In [None]:
!pip install -q datasets
!pip install -q bertopic umap-learn hdbscan

In [None]:
import zipfile
import pandas as pd

from sklearn.model_selection import train_test_split
import nltk
from nltk.sentiment import SentimentIntensityAnalyzer

from sklearn.feature_extraction.text import CountVectorizer
from sklearn.decomposition import LatentDirichletAllocation

from transformers import BertTokenizer, BertForSequenceClassification, Trainer, TrainingArguments
import torch
import numpy as np
from datasets import Dataset
from sklearn.model_selection import train_test_split
from sklearn.metrics import accuracy_score, precision_score, recall_score, f1_score

In [None]:
# Unzip files
zip_review_path = "/content/Baby_Products.csv.zip"
zip_meta_path = "/content/meta_Baby_Products.csv.zip"

with zipfile.ZipFile(zip_review_path, 'r') as zip_ref:
    zip_ref.extractall("/content/")
with zipfile.ZipFile(zip_meta_path, 'r') as zip_ref:
    zip_ref.extractall("/content/")

# Read files
reviews_csv_path = "/content/Baby_Products.csv"
meta_csv_path = "/content/meta_Baby_Products.csv"

# Read data
reviews_df = pd.read_csv(reviews_csv_path)
meta_df = pd.read_csv(meta_csv_path, low_memory=False)

if "reviewText" in reviews_df.columns:
    reviews_df.rename(columns={"reviewText": "text"}, inplace=True)

# Remove empty text
reviews_df = reviews_df.dropna(subset=["text"])
reviews_df["text"] = reviews_df["text"].astype(str)
reviews_df = reviews_df[reviews_df["text"].str.strip() != ""]


In [None]:
import seaborn as sns
import matplotlib.pyplot as plt

# Sampling（5%）
df_sampled = reviews_df.sample(frac=0.05, random_state=42)
print(f"The size of the dataset after sampling: {df_sampled.shape[0]}")
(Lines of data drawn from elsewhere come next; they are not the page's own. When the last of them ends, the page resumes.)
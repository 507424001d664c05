//! Grid directions and the two coordinate systems used by the pipeline.
//!
//! Pixels are addressed with integer [`GridPos`] values. Diagram vertices are
//! [`Point`]s stored in quarter-pixel units so they hash and compare exactly:
//! pixel `(x, y)` covers `[x, x+1] x [y, y+1]` and its centre sits at
//! `(4x + 2, 4y + 2)` quarters.

use serde::Serialize;

pub const NUM_DIRECTIONS: usize = 8;

/// The eight neighbour directions, in ring order.
///
/// The ring goes NW, W, SW, S, SE, E, NE, N, which is counter-clockwise on a
/// y-down grid. Weights in the similarity graph, the corner-code sampling
/// table and the cell polygons all follow this order, so it must not change.
#[derive(Debug, Clone, Copy, PartialEq, Eq, Hash)]
pub enum Direction {
    NorthWest = 0,
    West,
    SouthWest,
    South,
    SouthEast,
    East,
    NorthEast,
    North,
}

impl Direction {
    pub const ALL: [Direction; NUM_DIRECTIONS] = [
        Direction::NorthWest,
        Direction::West,
        Direction::SouthWest,
        Direction::South,
        Direction::SouthEast,
        Direction::East,
        Direction::NorthEast,
        Direction::North,
    ];

    pub const fn index(self) -> usize {
        self as usize
    }

    pub const fn from_index(index: usize) -> Direction {
        Self::ALL[index % NUM_DIRECTIONS]
    }

    /// Unit offset `(dx, dy)` with y growing downwards.
    pub const fn offset(self) -> (i32, i32) {
        match self {
            Direction::NorthWest => (-1, -1),
            Direction::West => (-1, 0),
            Direction::SouthWest => (-1, 1),
            Direction::South => (0, 1),
            Direction::SouthEast => (1, 1),
            Direction::East => (1, 0),
            Direction::NorthEast => (1, -1),
            Direction::North => (0, -1),
        }
    }

    pub const fn opposite(self) -> Direction {
        Self::from_index(self.index() + NUM_DIRECTIONS / 2)
    }

    pub const fn is_diagonal(self) -> bool {
        let (dx, dy) = self.offset();
        dx != 0 && dy != 0
    }
}

/// Integer pixel coordinate. May point outside the grid; bounds are checked
/// by whoever owns the grid.
#[derive(Debug, Clone, Copy, PartialEq, Eq, Hash, Default)]
pub struct GridPos {
    pub x: i32,
    pub y: i32,
}

impl GridPos {
    pub const fn new(x: i32, y: i32) -> Self {
        Self { x, y }
    }

    pub const fn step(self, dir: Direction) -> Self {
        let (dx, dy) = dir.offset();
        Self::new(self.x + dx, self.y + dy)
    }

    /// Centre of this pixel in quarter-pixel units.
    pub const fn center(self) -> Point {
        Point::new(4 * self.x + 2, 4 * self.y + 2)
    }
}

/// A diagram vertex in quarter-pixel units.
///
/// The derived ordering is lexicographic on `(x, y)` and is what edges use to
/// put their endpoints in canonical order.
#[derive(Debug, Clone, Copy, PartialEq, Eq, Hash, PartialOrd, Ord, Default, Serialize)]
pub struct Point {
    pub x: i32,
    pub y: i32,
}

impl Point {
    pub const fn new(x: i32, y: i32) -> Self {
        Self { x, y }
    }

    pub const fn translate(self, by: Point) -> Self {
        Self::new(self.x + by.x, self.y + by.y)
    }

    /// Coordinates in pixel units.
    pub fn to_f64(self) -> (f64, f64) {
        (self.x as f64 / 4.0, self.y as f64 / 4.0)
    }
}

#[cfg(test)]
mod tests {
    use super::*;

    #[test]
    fn test_opposites_cancel_out() {
        for dir in Direction::ALL {
            let (dx, dy) = dir.offset();
            let (ox, oy) = dir.opposite().offset();
            assert_eq!((dx + ox, dy + oy), (0, 0), "{dir:?}");
            assert_eq!(dir.opposite().opposite(), dir);
        }
    }

    #[test]
    fn test_ring_alternates_corners_and_sides() {
        for (i, dir) in Direction::ALL.into_iter().enumerate() {
            assert_eq!(dir.index(), i);
            assert_eq!(Direction::from_index(i), dir);
            assert_eq!(dir.is_diagonal(), i % 2 == 0);
        }
    }

    #[test]
    fn test_ring_is_counter_clockwise() {
        // Cross product of consecutive offsets is negative on a y-down grid
        // when turning counter-clockwise on screen.
        for i in 0..NUM_DIRECTIONS {
            let (ax, ay) = Direction::from_index(i).offset();
            let (bx, by) = Direction::from_index(i + 1).offset();
            assert!(ax * by - ay * bx < 0, "step {i}");
        }
    }

    #[test]
    fn test_grid_step_and_center() {
        let p = GridPos::new(3, 5);
        assert_eq!(p.step(Direction::NorthWest), GridPos::new(2, 4));
        assert_eq!(p.step(Direction::South), GridPos::new(3, 6));
        assert_eq!(p.center(), Point::new(14, 22));
        assert_eq!(p.center().to_f64(), (3.5, 5.5));
    }

    #[test]
    fn test_point_ordering_is_lexicographic() {
        assert!(Point::new(0, 9) < Point::new(1, 0));
        assert!(Point::new(1, 0) < Point::new(1, 1));
    }
}
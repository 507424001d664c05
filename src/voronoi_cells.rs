//! Precomputed Voronoi cell shapes.
//!
//! The shape of a pixel's cell only depends on which diagonals touch its four
//! corners, so all 256 possible shapes are generated once and looked up by an
//! 8-bit corner code. Each corner owns two bits of the code: one set when the
//! pixel itself is linked diagonally across that corner (the cell grows into
//! the corner), one set when the two neighbours flanking the corner are linked
//! (their diagonal cuts the corner off).
//!
//! | corner | own diagonal | cutting diagonal |
//! |--------|--------------|------------------|
//! | NW     | bit 0        | bit 1            |
//! | NE     | bit 3        | bit 2            |
//! | SE     | bit 4        | bit 5            |
//! | SW     | bit 7        | bit 6            |

use crate::geometry::{Direction, GridPos, Point};
use crate::similarity_graph::SimilarityGraph;
use std::sync::OnceLock;

pub type CornerCode = u8;

pub const CELL_TYPE_COUNT: usize = 256;

/// Cell polygon as offsets from the pixel centre, in quarter-pixel units.
pub type VoronoiCell = Vec<Point>;

/// Where each corner-code bit is sampled: the edge leaving `pixel + offset`
/// (or the pixel itself for `None`) towards the given direction.
const CORNER_SAMPLES: [(Option<Direction>, Direction); 8] = [
    (Some(Direction::NorthWest), Direction::SouthEast),
    (Some(Direction::West), Direction::NorthEast),
    (Some(Direction::North), Direction::SouthEast),
    (None, Direction::NorthEast),
    (None, Direction::SouthEast),
    (Some(Direction::South), Direction::NorthEast),
    (Some(Direction::West), Direction::SouthEast),
    (Some(Direction::SouthWest), Direction::NorthEast),
];

/// `(own diagonal bit, cutting diagonal bit)` per corner, in ring order:
/// NW, SW, SE, NE. Corners sit at even ring positions.
const CORNER_BITS: [(u8, u8); 4] = [(0, 1), (7, 6), (4, 5), (3, 2)];

/// Bits of the corner `corner`, which must be a diagonal direction.
const fn corner_bits(corner: Direction) -> (u8, u8) {
    CORNER_BITS[corner.index() / 2]
}

/// Corner code of pixel `p`, read from the similarity graph.
pub fn corner_code(graph: &SimilarityGraph, p: GridPos) -> CornerCode {
    CORNER_SAMPLES
        .iter()
        .enumerate()
        .fold(0, |code, (bit, &(offset, query))| {
            let from = offset.map_or(p, |d| p.step(d));
            if graph.edge(from, query) {
                code | (1 << bit)
            } else {
                code
            }
        })
}

/// False when some corner has both its own and its cutting diagonal set,
/// which a planar similarity graph can never produce.
pub fn check_cell_type(code: CornerCode) -> bool {
    (0..4).all(|quadrant| (code >> (2 * quadrant)) & 0b11 != 0b11)
}

/// Build the cell polygon for `code`.
///
/// The polygon walks the ring NW, W, SW, S, SE, E, NE, N. Sides contribute
/// their edge midpoint. A corner contributes two points straddling it when the
/// pixel's own diagonal crosses it, a single inset point when a neighbouring
/// diagonal cuts it, and the plain pixel corner otherwise.
pub fn generate_cell(code: CornerCode) -> VoronoiCell {
    let mut cell = Vec::with_capacity(12);

    for (i, dir) in Direction::ALL.into_iter().enumerate() {
        let (dx, dy) = dir.offset();
        if !dir.is_diagonal() {
            cell.push(Point::new(2 * dx, 2 * dy));
            continue;
        }

        let (own, cut) = corner_bits(dir);
        if code & (1 << own) != 0 {
            // The point nearer the side walked before this corner comes first.
            let (px, _) = Direction::from_index(i + Direction::ALL.len() - 1).offset();
            let near_vertical_side = Point::new(dx, 3 * dy);
            let near_horizontal_side = Point::new(3 * dx, dy);
            if px == 0 {
                cell.push(near_vertical_side);
                cell.push(near_horizontal_side);
            } else {
                cell.push(near_horizontal_side);
                cell.push(near_vertical_side);
            }
        } else if code & (1 << cut) != 0 {
            cell.push(Point::new(dx, dy));
        } else {
            cell.push(Point::new(2 * dx, 2 * dy));
        }
    }

    cell
}

/// All 256 cell shapes, indexed by corner code.
#[derive(Debug, Clone, PartialEq, Eq)]
pub struct CellTable {
    cells: [VoronoiCell; CELL_TYPE_COUNT],
}

impl CellTable {
    /// Generate every cell shape from scratch.
    pub fn generate() -> Self {
        Self {
            cells: std::array::from_fn(|code| generate_cell(code as CornerCode)),
        }
    }

    /// The process-wide table, generated on first use and never modified.
    pub fn global() -> &'static CellTable {
        static TABLE: OnceLock<CellTable> = OnceLock::new();
        TABLE.get_or_init(CellTable::generate)
    }

    pub fn cell(&self, code: CornerCode) -> &[Point] {
        &self.cells[code as usize]
    }

    pub fn iter(&self) -> impl Iterator<Item = (CornerCode, &[Point])> {
        self.cells
            .iter()
            .enumerate()
            .map(|(code, cell)| (code as CornerCode, cell.as_slice()))
    }
}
# VADER Sentiment Analysis
nltk.download("vader_lexicon")
sia = SentimentIntensityAnalyzer()

def get_vader_sentiment(text):
    score = sia.polarity_scores(str(text))["compound"]
    if score >= 0.05:
        return "Positive"
    elif score <= -0.05:
        return "Negative"
    else:
        return "Neutral"

df_sampled["label"] = df_sampled["text"].apply(get_vader_sentiment)

df_sampled = df_sampled.sample(n=3000, random_state=42)

print("\nThe number of each sentiment category：")
print(df_sampled["label"].value_counts())

# Save data
df_sampled.to_csv("/content/df_sampled_with_labels.csv", index=False)
print("Saved df_sampled_with_labels.csv")

# Visualization
plt.figure(figsize=(6,4))
sns.countplot(x="label", data=df_sampled, order=["Positive", "Neutral", "Negative"])
plt.title("Sentiment Distribution (VADER, Sampled 3000)")
plt.ylabel("Count")
plt.xlabel("Sentiment")
plt.grid(True)
plt.show()

# RQ 1

# Model 1

In [None]:
from textblob import TextBlob
from sklearn.metrics import accuracy_score, precision_score, recall_score, f1_score
import pandas as pd

# Load data
df = pd.read_csv("/content/df_sampled_with_labels.csv")
label_map = {"Negative": 0, "Neutral": 1, "Positive": 2}
df["label_num"] = df["label"].map(label_map)

# TextBlob
def textblob_sentiment(text):
    polarity = TextBlob(str(text)).sentiment.polarity
    if polarity >= 0.05:
        return "Positive"
    elif polarity <= -0.05:
        return "Negative"
    else:
        return "Neutral"

df["tb_label"] = df["text"].apply(textblob_sentiment)
tb_y_true = df["label_num"]
tb_y_pred = df["tb_label"].map(label_map)

tb_acc = accuracy_score(tb_y_true, tb_y_pred)
tb_prec = precision_score(tb_y_true, tb_y_pred, average="weighted")
tb_rec = recall_score(tb_y_true, tb_y_pred, average="weighted")
tb_f1 = f1_score(tb_y_true, tb_y_pred, average="weighted")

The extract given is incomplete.